Effet Jeane Dixon

L’effet Jeane Dixon est la tendance des médias à exagérer les prédictions correctes faites par un.e voyant.e, en oubliant toutes les prédictions qui se sont avérées fausses

Précisions

L’effet Jeane Dixon repose (entre autres) sur le biais de confirmation et la loi des très grands nombres.

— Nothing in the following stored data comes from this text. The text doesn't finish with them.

impl GpuState {
    pub async fn new(canvas: &web::HtmlCanvasElement) -> anyhow::Result<Self> {
        let width = canvas.width().max(1);
        let height = canvas.height().max(1);

        let instance = wgpu::Instance::new(&wgpu::InstanceDescriptor {
            backends: wgpu::Backends::GL | wgpu::Backends::BROWSER_WEBGPU,
            ..Default::default()
        });
        let surface = instance.create_surface(wgpu::SurfaceTarget::Canvas(canvas.clone()))?;
        let adapter = request_any_adapter(&instance, &surface)
            .await
            .ok_or_else(|| anyhow::anyhow!("No WebGPU/WebGL adapter"))?;
        log::info!("[gpu] adapter {:?}", adapter.get_info().backend);

        let (device, queue) = adapter
            .request_device(
                &wgpu::DeviceDescriptor {
                    label: None,
                    required_features: wgpu::Features::empty(),
                    required_limits: wgpu::Limits::downlevel_webgl2_defaults()
                        .using_resolution(adapter.limits()),
                    memory_hints: wgpu::MemoryHints::Performance,
                },
                None,
            )
            .await
            .map_err(|e| anyhow::anyhow!(format!("request_device error: {:?}", e)))?;

        let caps = surface.get_capabilities(&adapter);
        let format = caps
            .formats
            .iter()
            .copied()
            .find(|f| f.is_srgb())
            .or_else(|| caps.formats.first().copied())
            .ok_or_else(|| anyhow::anyhow!("surface reports no formats"))?;
        let alpha_mode = caps
            .alpha_modes
            .iter()
            .copied()
            .find(|m| *m == wgpu::CompositeAlphaMode::PreMultiplied)
            .or_else(|| caps.alpha_modes.first().copied())
            .unwrap_or(wgpu::CompositeAlphaMode::Auto);
        let config = wgpu::SurfaceConfiguration {
            usage: wgpu::TextureUsages::RENDER_ATTACHMENT,
            format,
            width,
            height,
            present_mode: wgpu::PresentMode::Fifo,
            alpha_mode,
            view_formats: vec![],
            desired_maximum_frame_latency: 2,
        };
        surface.configure(&device, &config);

        let depth = DepthTarget::new(&device, width, height);
        let pipelines = ScenePipelines::new(&device, format);
        let atlas = labels::build_label_atlas(&device, &queue)?;
        let sampler = device.create_sampler(&wgpu::SamplerDescriptor {
            label: Some("label_sampler"),
            mag_filter: wgpu::FilterMode::Linear,
            min_filter: wgpu::FilterMode::Linear,
            ..Default::default()
        });
        let globals_buffer = device.create_buffer_init(&wgpu::util::BufferInitDescriptor {
            label: Some("globals"),
            contents: bytemuck::bytes_of(&Globals::default()),
            usage: wgpu::BufferUsages::UNIFORM | wgpu::BufferUsages::COPY_DST,
        });
        let bind_group = device.create_bind_group(&wgpu::BindGroupDescriptor {
            label: Some("cube_bg"),
            layout: &pipelines.bind_group_layout,
            entries: &[
                wgpu::BindGroupEntry {
                    binding: 0,
                    resource: globals_buffer.as_entire_binding(),
                },
                wgpu::BindGroupEntry {
                    binding: 1,
                    resource: wgpu::BindingResource::TextureView(&atlas.view),
                },
                wgpu::BindGroupEntry {
                    binding: 2,
                    resource: wgpu::BindingResource::Sampler(&sampler),
                },
            ],
        });

        let corner_vb = device.create_buffer_init(&wgpu::util::BufferInitDescriptor {
            label: Some("corner_vb"),
            contents: bytemuck::cast_slice(&QUAD_CORNERS),
            usage: wgpu::BufferUsages::VERTEX,
        });
        let quad_ib = device.create_buffer_init(&wgpu::util::BufferInitDescriptor {
            label: Some("quad_ib"),
            contents: bytemuck::cast_slice(&QUAD_INDICES),
            usage: wgpu::BufferUsages::INDEX,
        });
        let quad_instances = device.create_buffer(&wgpu::BufferDescriptor {
            label: Some("quad_instances"),
            size: MAX_QUADS * std::mem::size_of::<QuadInstance>() as u64,
            usage: wgpu::BufferUsages::VERTEX | wgpu::BufferUsages::COPY_DST,
            mapped_at_creation: false,
        });
        let line_vb = device.create_buffer(&wgpu::BufferDescriptor {
            label: Some("line_vb"),
            size: MAX_LINE_VERTICES * std::mem::size_of::<LineVertex>() as u64,
            usage: wgpu::BufferUsages::VERTEX | wgpu::BufferUsages::COPY_DST,
            mapped_at_creation: false,
        });
        let point_capacity = 64;
        let point_instances = create_point_buffer(&device, point_capacity);

        Ok(Self {
            surface,
            device,
            queue,
            config,
            depth,
            pipelines,
            globals_buffer,
            bind_group,
            atlas: atlas.tex,
            corner_vb,
            quad_ib,
            quad_instances,
            line_vb,
            point_instances,
            point_capacity,
            encode_srgb: !format.is_srgb(),
            width,
            height,
        })
    }

    pub fn resize_if_needed(&mut self, width: u32, height: u32) {
        let (width, height) = (width.max(1), height.max(1));
        if width == self.width && height == self.height {
            return;
        }
        self.width = width;
        self.height = height;
        self.config.width = width;
        self.config.height = height;
        self.surface.configure(&self.device, &self.config);
        self.depth.recreate(&self.device, width, height);
    }

    /// Draws one frame. Quads arrive sorted back to front; the half behind
    /// the cube center goes first, then wireframe and particles, then the
    /// front half, so translucent faces blend over what they cover.
    pub fn render(&mut self, frame: &FrameSnapshot) -> Result<(), wgpu::SurfaceError> {
        self.upload(frame);

        let output = match self.surface.get_current_texture() {
            Ok(t) => t,
            Err(e @ (wgpu::SurfaceError::Lost | wgpu::SurfaceError::Outdated)) => {
                self.surface.configure(&self.device, &self.config);
                return Err(e);
            }
            Err(e) => return Err(e),
        };
        let view = output
            .texture
            .create_view(&wgpu::TextureViewDescriptor::default());

        let center_dist = frame.eye.length();
        let split = frame
            .quads
            .iter()
            .take_while(|q| q.model.w_axis.truncate().distance(frame.eye) > center_dist)
            .count() as u32;
        let quad_count = frame.quads.len().min(MAX_QUADS as usize) as u32;
        let split = split.min(quad_count);
        let line_count = (frame.wireframe.len() * 2).min(MAX_LINE_VERTICES as usize) as u32;
        let point_count = frame.particles.len() as u32;

        let mut encoder = self
            .device
            .create_command_encoder(&wgpu::CommandEncoderDescriptor {
                label: Some("cube_encoder"),
            });
        {
            let mut rp = encoder.begin_render_pass(&wgpu::RenderPassDescriptor {
                label: Some("cube_pass"),
                color_attachments: &[Some(wgpu::RenderPassColorAttachment {
                    view: &view,
                    resolve_target: None,
                    ops: wgpu::Operations {
                        load: wgpu::LoadOp::Clear(wgpu::Color::TRANSPARENT),
                        store: wgpu::StoreOp::Store,
                    },
                })],
                depth_stencil_attachment: Some(wgpu::RenderPassDepthStencilAttachment {
                    view: &self.depth.view,
                    depth_ops: Some(wgpu::Operations {
                        load: wgpu::LoadOp::Clear(1.0),
                        store: wgpu::StoreOp::Store,
                    }),
                    stencil_ops: None,
                }),
                timestamp_writes: None,
                occlusion_query_set: None,
            });
            rp.set_bind_group(0, &self.bind_group, &[]);

            rp.set_pipeline(&self.pipelines.quad);
            rp.set_vertex_buffer(0, self.corner_vb.slice(..));
            rp.set_vertex_buffer(1, self.quad_instances.slice(..));
            rp.set_index_buffer(self.quad_ib.slice(..), wgpu::IndexFormat::Uint16);
            if split > 0 {
                rp.draw_indexed(0..QUAD_INDICES.len() as u32, 0, 0..split);
            }

            if line_count > 0 {
                rp.set_pipeline(&self.pipelines.line);
                rp.set_vertex_buffer(0, self.line_vb.slice(..));
                rp.draw(0..line_count, 0..1);
            }

            if point_count > 0 {
                rp.set_pipeline(&self.pipelines.point);
                rp.set_vertex_buffer(0, self.corner_vb.slice(..));
                rp.set_vertex_buffer(1, self.point_instances.slice(..));
                rp.draw_indexed(0..QUAD_INDICES.len() as u32, 0, 0..point_count);
            }

            if quad_count > split {
                rp.set_pipeline(&self.pipelines.quad);
                rp.set_vertex_buffer(0, self.corner_vb.slice(..));
                rp.set_vertex_buffer(1, self.quad_instances.slice(..));
                rp.draw_indexed(0..QUAD_INDICES.len() as u32, 0, split..quad_count);
            }
        }
        self.queue.submit(Some(encoder.finish()));
        output.present();
        Ok(())
    }

    fn upload(&mut self, frame: &FrameSnapshot) {
        let globals = Globals {
            view_proj: frame.view_proj.to_cols_array_2d(),
            eye: frame.eye.extend(1.0).to_array(),
            viewport: [
                self.width as f32,
                self.height as f32,
                PARTICLE_SIZE,
                if self.encode_srgb { 1.0 } else { 0.0 },
            ],
            ambient: scaled(AMBIENT_LIGHT),
            dir_light_dir: Vec3::from(DIRECTIONAL_LIGHT_POS)
                .normalize()
                .extend(0.0)
                .to_array(),
            dir_light: scaled(DIRECTIONAL_LIGHT),
            point_light_pos: Vec3::from(POINT_LIGHT_POS)
                .extend(POINT_LIGHT_RANGE)
                .to_array(),
            point_light: scaled(POINT_LIGHT),
            fog_color: with_alpha(FOG_COLOR, 1.0),
            fog_range: [FOG_NEAR, FOG_FAR, 0.0, 0.0],
        };
        self.queue
            .write_buffer(&self.globals_buffer, 0, bytemuck::bytes_of(&globals));

        let quads: Vec<QuadInstance> = frame
            .quads
            .iter()
            .take(MAX_QUADS as usize)
            .map(|q| {
                let (color, slot) = match q.kind {
                    QuadKind::Face { color, opacity } => (with_alpha(color, opacity), -1.0),
                    QuadKind::Label { slot } => ([1.0; 4], slot as f32),
                };
                QuadInstance {
                    model: q.model.to_cols_array_2d(),
                    color,
                    params: [slot, 0.0, 0.0, 0.0],
                }
            })
            .collect();
        self.queue
            .write_buffer(&self.quad_instances, 0, bytemuck::cast_slice(&quads));

        let line_color = with_alpha(WIREFRAME_COLOR, WIREFRAME_OPACITY);
        let lines: Vec<LineVertex> = frame
            .wireframe
            .iter()
            .flat_map(|seg| seg.iter())
            .take(MAX_LINE_VERTICES as usize)
            .map(|p| LineVertex {
                pos: p.to_array(),
                color: line_color,
            })
            .collect();
        self.queue
            .write_buffer(&self.line_vb, 0, bytemuck::cast_slice(&lines));

        let needed = frame.particles.len() as u64;
        if needed > self.point_capacity {
            self.point_instances.destroy();
            self.point_capacity = needed.next_power_of_two();
            self.point_instances = create_point_buffer(&self.device, self.point_capacity);
        }
        let point_color = with_alpha(PARTICLE_COLOR, PARTICLE_OPACITY);
        let points: Vec<PointInstance> = frame
            .particles
            .iter()
            .map(|p| PointInstance {
                center: p.to_array(),
                color: point_color,
            })
            .collect();
        self.queue
            .write_buffer(&self.point_instances, 0, bytemuck::cast_slice(&points));
    }

    /// Releases GPU memory eagerly instead of waiting for the JS collector.
    pub fn destroy(self) {
        self.depth.tex.destroy();
        self.atlas.destroy();
        self.globals_buffer.destroy();
        self.corner_vb.destroy();
        self.quad_ib.destroy();
        self.quad_instances.destroy();
        self.line_vb.destroy();
        self.point_instances.destroy();
        self.device.destroy();
        log::info!("[gpu] destroyed");
    }
}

Cet effet a été proposé par le mathématicien américain John Allen Paulos, en référence à la voyante Jeane Dixon. Jeane Dixon fut l’une des voyantes les plus célèbres du XXème siècle aux États-Unis. Les médias l’ont largement encensée lors de sa carrière en mentionnant ses prédictions qui ont été vérifiées, mais en oubliant ses prédictions qui n’ont pas été vérifiées.

Application à l’économie

Un effet similaire existe en (macro)économie. Il concerne les personnes qui prédisent la survenue de la prochaine crise. Le mécanisme est le suivant :

  1. quelqu’un prédit qu’une crise va survenir
  2. elle survient
  3. cette personne est ensuite encensée pour avoir « prédit » que la crise allait survenir, et on lui donne une plateforme où elle peut détailler ses analyses

Parvenir à prédire une crise ne permet toutefois pas d’établir que les analyses économiques de cette personne sont correctes. Il y a plusieurs raisons à cela :

  • il n’y a pas un type de crises, mais plusieurs : économiques, financières, monétaires, etc. Est-ce que la personne a prédit le bon type de crise ?
  • surtout, est-ce que la personne a prédit la crise pour les bonnes raisons ? Elle sera bien évidemment tentée de vous expliquer ex post que la crise s’est passée pour les raisons qu’elle avait dit, mais qu’en pensent les autres économistes spécialistes du domaine ?
  • cette personne fait-elle régulièrement des prédictions de crise ? Si oui, deux possibilités :
    1. ses prédictions sont souvent justes, auquel cas il faut faire confiance à cette personne – sur sa capacité à prédire les crises, pas nécessairement sur tout le reste
    2. ses prédictions sont souvent fausses : même une horloge brisée donne l’heure juste deux fois par jour. C’est la loi des très grands nombres.
  • la notion même de « prédire une crise » est délicate à appréhender : si on prédit correctement une crise, l’État peut intervenir ex ante pour éviter qu’elle ne survienne. Si l’intervention est efficace, la crise ne survient pas alors que la prédiction est juste. Comment mesurer la capacité prédictive dans ce contexte ?
  • de nombreux modèles donnent la probabilité que survienne une crise dans les x prochaines périodes. Si le modèle dit qu’il y a 70% de chances qu’une crise survienne au cours des 12 prochains mois, et qu’aucune crise ne survient, peut-on en conclure que le modèle était faux ? Il prédisait 30% de chance qu’une crise ne survienne pas, ce qui est loin d’être petit – c’est 1 chance sur 3.

Baser la crédibilité intellectuelle de quelqu’un parlant d’économie dans les médias sur sa capacité à prédire la précédente crise me paraît vraiment problématique.